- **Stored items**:
☆ ☆ ☆ ☆ ☆

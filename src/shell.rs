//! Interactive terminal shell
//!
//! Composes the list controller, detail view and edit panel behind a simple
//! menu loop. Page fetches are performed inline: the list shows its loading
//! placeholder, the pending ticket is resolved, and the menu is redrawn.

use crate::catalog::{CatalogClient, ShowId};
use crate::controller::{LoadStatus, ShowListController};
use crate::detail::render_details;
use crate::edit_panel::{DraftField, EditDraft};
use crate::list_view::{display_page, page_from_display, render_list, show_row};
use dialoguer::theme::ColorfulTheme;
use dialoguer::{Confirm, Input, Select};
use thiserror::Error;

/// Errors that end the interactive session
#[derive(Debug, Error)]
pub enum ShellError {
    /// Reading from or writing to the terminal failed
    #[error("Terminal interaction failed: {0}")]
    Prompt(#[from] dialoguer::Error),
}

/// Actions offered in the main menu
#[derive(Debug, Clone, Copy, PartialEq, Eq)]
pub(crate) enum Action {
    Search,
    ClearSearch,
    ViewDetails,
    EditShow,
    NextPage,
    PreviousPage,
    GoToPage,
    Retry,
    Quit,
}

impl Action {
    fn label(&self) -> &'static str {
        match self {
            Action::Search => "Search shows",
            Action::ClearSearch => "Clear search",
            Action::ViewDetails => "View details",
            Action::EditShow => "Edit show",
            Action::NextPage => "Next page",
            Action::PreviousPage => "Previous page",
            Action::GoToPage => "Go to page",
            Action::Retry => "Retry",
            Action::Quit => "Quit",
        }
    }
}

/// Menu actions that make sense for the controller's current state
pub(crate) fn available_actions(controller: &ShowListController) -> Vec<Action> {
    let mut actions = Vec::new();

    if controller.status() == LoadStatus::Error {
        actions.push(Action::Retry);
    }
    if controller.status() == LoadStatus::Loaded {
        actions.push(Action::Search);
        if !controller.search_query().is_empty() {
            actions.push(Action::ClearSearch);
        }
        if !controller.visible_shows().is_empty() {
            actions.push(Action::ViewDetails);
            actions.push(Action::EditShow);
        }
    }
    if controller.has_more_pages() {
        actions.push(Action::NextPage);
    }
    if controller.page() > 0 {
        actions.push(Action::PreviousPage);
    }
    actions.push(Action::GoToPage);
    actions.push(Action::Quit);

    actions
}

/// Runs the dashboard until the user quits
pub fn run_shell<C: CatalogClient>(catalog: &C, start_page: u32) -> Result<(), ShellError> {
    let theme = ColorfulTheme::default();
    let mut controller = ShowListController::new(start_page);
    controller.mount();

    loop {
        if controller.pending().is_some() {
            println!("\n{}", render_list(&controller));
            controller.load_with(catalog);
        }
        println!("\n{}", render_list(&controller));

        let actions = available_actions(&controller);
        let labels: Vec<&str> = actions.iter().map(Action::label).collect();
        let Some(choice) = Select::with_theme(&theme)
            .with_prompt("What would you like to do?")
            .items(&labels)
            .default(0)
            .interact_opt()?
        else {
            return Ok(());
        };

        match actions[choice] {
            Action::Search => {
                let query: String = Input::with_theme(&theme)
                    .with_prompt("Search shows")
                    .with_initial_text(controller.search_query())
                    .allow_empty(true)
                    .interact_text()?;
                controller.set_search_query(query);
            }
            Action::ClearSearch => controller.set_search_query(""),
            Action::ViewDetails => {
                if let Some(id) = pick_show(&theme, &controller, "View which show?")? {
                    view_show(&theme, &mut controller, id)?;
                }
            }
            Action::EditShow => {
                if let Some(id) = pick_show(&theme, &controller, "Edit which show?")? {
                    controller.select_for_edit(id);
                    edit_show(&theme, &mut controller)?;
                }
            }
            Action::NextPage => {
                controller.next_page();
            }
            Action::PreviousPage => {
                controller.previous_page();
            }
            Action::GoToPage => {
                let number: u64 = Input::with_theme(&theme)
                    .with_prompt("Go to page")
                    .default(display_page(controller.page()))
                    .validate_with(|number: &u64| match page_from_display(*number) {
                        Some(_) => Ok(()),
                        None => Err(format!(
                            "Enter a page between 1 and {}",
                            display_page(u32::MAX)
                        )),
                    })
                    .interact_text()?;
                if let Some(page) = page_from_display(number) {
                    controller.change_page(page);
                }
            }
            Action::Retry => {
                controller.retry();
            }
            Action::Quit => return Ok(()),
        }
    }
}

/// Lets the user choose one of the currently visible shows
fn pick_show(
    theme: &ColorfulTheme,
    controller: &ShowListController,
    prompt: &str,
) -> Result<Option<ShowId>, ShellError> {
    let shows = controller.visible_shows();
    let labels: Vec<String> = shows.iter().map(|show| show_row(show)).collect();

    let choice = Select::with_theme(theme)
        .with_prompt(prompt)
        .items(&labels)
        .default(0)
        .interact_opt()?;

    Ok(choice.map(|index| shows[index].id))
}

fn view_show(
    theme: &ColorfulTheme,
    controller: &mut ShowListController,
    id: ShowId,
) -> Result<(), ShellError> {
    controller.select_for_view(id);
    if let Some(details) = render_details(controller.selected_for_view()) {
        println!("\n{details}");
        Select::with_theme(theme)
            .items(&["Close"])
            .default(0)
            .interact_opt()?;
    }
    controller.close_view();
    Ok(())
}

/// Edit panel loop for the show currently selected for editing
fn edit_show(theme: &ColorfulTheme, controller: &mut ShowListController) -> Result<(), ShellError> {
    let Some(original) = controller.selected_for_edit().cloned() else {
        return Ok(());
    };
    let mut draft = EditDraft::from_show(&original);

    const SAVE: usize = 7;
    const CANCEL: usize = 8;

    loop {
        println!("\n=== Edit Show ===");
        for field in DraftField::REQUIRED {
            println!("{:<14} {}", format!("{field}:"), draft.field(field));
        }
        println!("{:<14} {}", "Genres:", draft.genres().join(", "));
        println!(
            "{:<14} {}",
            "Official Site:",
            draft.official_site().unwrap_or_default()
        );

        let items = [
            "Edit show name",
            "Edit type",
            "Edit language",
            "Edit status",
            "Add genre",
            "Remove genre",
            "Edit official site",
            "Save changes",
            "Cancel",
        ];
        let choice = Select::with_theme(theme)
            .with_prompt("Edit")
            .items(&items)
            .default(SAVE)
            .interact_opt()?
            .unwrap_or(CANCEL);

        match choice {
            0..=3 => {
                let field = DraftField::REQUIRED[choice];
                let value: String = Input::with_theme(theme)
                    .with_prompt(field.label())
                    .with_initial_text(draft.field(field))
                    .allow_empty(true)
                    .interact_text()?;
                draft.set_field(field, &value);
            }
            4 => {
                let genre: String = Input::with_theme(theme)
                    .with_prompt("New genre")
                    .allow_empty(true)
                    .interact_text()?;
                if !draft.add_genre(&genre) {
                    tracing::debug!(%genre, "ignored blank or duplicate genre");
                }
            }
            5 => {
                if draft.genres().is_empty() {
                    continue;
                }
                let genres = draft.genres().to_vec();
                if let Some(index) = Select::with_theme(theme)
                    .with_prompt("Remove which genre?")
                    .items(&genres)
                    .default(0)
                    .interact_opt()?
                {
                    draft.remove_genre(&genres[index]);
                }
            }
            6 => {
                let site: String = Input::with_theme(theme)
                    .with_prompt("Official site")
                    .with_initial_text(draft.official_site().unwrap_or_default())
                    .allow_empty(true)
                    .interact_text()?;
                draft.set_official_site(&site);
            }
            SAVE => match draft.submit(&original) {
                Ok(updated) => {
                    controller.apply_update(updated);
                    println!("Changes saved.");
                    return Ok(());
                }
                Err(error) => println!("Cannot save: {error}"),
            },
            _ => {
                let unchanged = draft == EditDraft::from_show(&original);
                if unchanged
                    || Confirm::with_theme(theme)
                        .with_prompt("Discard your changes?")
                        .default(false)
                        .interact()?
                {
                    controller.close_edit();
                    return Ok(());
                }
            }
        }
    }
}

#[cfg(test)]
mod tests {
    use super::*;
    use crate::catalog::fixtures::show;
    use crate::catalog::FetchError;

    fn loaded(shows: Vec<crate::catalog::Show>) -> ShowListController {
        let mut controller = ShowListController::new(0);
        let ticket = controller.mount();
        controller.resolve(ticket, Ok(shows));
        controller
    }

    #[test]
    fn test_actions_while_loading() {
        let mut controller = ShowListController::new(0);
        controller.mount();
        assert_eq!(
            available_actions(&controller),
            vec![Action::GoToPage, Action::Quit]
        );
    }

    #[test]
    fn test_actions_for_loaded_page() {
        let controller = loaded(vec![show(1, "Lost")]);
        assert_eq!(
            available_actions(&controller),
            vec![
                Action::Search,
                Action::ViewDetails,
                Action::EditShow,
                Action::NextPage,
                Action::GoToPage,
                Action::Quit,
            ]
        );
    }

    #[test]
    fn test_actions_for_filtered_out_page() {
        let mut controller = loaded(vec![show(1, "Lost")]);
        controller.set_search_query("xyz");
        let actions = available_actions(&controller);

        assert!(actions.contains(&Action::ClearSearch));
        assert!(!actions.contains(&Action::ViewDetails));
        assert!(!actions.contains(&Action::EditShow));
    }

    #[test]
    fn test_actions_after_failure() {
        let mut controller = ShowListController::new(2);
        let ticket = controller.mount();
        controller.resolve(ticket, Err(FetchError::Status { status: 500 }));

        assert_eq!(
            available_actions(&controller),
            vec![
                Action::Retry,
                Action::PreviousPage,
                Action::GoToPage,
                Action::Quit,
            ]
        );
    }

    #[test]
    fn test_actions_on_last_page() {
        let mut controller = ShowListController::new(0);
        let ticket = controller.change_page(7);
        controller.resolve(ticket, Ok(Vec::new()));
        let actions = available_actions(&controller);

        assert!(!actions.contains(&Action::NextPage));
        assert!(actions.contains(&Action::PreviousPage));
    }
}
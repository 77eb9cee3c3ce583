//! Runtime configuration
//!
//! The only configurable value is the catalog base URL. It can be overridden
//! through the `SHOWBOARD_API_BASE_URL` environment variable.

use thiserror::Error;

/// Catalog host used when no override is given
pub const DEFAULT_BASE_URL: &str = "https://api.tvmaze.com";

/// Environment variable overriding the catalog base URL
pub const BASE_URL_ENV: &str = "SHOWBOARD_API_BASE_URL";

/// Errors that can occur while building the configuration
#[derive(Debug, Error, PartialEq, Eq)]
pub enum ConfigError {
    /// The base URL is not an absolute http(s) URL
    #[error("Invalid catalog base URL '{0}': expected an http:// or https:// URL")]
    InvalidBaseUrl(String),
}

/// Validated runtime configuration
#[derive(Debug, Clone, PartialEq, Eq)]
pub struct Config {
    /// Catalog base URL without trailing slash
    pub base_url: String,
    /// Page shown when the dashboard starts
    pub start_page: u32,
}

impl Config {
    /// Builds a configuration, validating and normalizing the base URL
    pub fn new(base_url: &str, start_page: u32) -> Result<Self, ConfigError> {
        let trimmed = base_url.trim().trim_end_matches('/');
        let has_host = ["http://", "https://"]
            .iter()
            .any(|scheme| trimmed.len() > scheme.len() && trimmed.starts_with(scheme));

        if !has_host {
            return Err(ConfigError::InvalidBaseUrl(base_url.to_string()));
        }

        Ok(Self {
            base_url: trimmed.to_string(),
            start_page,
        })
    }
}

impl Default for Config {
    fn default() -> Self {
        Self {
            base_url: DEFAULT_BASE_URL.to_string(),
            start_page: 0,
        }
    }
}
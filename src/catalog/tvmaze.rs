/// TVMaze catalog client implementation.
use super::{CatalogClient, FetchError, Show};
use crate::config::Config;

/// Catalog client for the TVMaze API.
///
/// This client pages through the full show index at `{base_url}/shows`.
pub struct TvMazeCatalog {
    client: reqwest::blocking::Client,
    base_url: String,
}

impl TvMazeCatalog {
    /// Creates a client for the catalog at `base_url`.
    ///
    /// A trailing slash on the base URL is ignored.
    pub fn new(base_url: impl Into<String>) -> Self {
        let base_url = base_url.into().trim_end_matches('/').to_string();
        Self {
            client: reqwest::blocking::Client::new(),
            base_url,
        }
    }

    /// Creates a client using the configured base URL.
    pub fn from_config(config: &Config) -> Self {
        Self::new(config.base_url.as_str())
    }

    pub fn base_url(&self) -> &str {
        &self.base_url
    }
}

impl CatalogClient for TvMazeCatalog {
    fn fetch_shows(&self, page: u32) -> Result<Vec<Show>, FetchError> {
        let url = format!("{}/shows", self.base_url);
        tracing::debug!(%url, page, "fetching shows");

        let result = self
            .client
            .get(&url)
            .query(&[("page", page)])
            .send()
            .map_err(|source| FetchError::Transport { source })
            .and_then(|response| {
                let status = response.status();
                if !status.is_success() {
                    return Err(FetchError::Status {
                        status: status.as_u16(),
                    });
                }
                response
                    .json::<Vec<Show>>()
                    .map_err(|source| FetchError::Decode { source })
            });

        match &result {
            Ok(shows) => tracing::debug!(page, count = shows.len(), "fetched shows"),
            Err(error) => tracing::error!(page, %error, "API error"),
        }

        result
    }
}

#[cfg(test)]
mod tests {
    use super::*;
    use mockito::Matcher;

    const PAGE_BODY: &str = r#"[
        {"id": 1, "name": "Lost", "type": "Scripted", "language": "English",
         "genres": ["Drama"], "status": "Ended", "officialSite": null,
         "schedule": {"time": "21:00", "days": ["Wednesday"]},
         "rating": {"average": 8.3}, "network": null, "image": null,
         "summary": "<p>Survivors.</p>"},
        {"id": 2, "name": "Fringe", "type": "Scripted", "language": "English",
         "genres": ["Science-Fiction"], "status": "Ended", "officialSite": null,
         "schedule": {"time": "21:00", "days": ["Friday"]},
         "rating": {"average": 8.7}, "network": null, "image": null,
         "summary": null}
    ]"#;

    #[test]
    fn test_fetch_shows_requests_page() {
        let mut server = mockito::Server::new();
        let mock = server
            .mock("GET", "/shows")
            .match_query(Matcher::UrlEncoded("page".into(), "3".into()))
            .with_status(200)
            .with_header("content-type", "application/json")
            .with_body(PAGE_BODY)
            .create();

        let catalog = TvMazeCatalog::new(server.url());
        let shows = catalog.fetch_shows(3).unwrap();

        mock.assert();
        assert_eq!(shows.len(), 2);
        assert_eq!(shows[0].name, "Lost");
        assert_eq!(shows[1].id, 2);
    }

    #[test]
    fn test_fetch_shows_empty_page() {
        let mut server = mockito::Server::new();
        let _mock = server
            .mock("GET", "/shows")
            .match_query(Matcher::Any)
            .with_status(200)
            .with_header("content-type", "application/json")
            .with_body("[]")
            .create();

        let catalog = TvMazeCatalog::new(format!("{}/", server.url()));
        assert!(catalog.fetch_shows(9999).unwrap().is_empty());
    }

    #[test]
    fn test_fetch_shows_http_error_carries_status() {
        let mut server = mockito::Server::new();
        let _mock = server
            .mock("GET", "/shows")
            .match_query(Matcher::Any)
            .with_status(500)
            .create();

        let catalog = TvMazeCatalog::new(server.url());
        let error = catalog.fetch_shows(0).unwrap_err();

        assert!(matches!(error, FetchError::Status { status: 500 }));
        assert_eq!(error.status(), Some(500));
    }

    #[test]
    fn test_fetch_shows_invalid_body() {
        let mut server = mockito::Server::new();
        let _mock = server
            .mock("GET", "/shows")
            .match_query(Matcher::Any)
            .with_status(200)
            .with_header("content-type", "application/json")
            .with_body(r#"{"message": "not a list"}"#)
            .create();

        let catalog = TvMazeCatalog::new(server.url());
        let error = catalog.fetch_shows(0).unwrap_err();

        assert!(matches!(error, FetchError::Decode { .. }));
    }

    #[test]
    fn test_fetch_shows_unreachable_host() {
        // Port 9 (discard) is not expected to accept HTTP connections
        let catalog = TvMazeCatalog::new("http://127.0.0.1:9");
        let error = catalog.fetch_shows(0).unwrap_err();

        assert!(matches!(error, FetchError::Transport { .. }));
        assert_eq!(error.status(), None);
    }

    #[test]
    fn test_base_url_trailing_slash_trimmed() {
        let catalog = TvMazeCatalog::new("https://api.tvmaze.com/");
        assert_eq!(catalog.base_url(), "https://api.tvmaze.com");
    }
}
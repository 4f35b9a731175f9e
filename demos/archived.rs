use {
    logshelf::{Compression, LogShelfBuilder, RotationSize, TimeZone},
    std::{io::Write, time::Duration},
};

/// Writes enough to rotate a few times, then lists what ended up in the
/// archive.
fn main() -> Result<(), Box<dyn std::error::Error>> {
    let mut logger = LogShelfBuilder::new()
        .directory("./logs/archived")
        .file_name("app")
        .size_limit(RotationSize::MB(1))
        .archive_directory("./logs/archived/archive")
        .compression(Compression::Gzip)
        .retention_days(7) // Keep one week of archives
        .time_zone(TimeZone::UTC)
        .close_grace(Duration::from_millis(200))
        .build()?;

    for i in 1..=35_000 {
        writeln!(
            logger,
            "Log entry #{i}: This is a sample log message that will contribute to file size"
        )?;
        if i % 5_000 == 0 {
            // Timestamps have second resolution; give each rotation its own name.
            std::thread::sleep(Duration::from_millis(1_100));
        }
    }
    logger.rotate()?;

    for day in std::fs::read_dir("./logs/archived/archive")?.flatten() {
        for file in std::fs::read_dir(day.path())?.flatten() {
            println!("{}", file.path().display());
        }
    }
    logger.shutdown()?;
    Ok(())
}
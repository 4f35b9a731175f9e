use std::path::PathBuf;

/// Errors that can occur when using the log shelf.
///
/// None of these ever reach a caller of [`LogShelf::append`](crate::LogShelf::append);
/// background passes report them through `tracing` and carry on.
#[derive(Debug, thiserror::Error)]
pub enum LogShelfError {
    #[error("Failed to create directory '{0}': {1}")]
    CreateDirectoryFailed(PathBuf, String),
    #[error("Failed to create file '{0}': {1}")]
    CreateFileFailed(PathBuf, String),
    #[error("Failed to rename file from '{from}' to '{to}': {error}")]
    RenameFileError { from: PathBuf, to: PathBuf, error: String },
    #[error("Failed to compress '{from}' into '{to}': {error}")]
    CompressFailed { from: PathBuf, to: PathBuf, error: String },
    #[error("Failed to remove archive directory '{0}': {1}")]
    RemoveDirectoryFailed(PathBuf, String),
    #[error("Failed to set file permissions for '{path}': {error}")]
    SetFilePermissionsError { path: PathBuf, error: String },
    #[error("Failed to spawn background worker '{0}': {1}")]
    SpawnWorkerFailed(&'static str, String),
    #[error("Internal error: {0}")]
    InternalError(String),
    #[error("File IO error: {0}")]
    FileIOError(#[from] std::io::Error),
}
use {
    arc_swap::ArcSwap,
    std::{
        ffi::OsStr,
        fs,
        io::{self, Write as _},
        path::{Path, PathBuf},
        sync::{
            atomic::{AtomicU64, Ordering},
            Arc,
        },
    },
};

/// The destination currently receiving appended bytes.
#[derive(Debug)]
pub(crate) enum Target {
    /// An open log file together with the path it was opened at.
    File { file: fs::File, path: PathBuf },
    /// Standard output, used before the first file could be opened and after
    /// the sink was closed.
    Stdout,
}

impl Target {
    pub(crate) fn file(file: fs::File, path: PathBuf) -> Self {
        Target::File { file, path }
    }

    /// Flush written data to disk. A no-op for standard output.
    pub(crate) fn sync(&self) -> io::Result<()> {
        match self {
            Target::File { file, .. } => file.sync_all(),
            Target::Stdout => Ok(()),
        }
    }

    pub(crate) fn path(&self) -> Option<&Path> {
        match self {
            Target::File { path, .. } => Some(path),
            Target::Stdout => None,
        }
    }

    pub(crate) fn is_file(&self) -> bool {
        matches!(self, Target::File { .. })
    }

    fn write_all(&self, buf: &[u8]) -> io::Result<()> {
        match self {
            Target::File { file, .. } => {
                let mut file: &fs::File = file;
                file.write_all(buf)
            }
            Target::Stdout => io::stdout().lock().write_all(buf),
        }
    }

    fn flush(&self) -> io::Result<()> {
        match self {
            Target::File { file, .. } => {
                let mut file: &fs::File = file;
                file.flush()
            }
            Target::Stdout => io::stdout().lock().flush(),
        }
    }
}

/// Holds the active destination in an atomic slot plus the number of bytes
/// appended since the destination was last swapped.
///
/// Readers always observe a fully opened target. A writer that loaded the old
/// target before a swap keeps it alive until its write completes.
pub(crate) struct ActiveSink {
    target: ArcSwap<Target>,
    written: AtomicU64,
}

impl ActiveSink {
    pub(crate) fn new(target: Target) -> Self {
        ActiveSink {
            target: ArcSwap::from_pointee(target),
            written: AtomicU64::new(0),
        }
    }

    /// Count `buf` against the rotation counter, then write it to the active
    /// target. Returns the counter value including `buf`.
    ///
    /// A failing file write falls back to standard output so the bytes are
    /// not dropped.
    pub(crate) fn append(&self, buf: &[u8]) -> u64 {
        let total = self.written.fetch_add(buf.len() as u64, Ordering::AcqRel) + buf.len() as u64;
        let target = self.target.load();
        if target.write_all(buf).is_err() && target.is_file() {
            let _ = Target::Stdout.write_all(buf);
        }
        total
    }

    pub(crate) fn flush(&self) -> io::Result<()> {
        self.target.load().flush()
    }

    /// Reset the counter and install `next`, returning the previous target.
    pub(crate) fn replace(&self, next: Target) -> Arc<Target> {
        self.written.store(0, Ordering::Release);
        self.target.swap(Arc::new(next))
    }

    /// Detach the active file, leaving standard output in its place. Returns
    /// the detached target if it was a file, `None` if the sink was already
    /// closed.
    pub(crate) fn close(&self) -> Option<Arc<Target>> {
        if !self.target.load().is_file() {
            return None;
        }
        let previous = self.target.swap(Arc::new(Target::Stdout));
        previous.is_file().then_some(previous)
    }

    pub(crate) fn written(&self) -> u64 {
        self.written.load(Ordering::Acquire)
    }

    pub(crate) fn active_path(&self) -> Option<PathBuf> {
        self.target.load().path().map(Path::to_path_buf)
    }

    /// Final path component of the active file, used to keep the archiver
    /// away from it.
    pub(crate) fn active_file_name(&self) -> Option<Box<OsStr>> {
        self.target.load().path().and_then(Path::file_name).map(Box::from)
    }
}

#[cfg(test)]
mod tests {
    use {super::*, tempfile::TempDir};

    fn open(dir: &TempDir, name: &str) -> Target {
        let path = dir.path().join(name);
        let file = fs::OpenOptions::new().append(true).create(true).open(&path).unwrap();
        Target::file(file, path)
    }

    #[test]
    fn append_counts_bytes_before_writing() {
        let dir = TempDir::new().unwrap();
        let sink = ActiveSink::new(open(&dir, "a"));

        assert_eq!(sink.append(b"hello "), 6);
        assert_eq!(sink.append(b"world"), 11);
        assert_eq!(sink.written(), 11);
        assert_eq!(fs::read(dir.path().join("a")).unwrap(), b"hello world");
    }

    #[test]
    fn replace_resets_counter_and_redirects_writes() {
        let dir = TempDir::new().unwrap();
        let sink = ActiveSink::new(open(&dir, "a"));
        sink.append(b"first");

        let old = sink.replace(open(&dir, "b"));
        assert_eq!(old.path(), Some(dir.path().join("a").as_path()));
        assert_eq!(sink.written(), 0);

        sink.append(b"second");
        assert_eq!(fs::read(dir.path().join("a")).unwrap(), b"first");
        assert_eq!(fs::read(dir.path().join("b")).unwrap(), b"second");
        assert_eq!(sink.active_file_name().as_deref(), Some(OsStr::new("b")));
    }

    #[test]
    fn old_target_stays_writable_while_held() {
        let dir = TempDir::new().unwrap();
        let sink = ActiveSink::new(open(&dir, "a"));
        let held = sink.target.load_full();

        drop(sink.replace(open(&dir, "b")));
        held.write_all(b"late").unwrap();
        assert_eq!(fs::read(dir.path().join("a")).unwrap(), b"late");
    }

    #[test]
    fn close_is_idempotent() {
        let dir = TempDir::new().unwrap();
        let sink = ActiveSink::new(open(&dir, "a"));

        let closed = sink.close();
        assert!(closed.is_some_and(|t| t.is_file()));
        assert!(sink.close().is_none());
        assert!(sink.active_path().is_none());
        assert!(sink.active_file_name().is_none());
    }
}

☆ ☆ ☆ ☆ ☆

- **What is being asked**: What is needed is an exact copy of the lines above, from the one containing "absolute http(s) URL" through the one containing "normalizing the base URL", with nothing added.

- **Exercise response**:
    /// The base URL is not an absolute http(s) URL
    #[error("Invalid catalog base URL '{0}': expected an http:// or https:// URL")]
    InvalidBaseUrl(String),
}

/// Validated runtime configuration
#[derive(Debug, Clone, PartialEq, Eq)]
pub struct Config {
    /// Catalog base URL without trailing slash
    pub base_url: String,
    /// Page shown when the dashboard starts
    pub start_page: u32,
}

impl Config {
    /// Builds a configuration, validating and normalizing the base URL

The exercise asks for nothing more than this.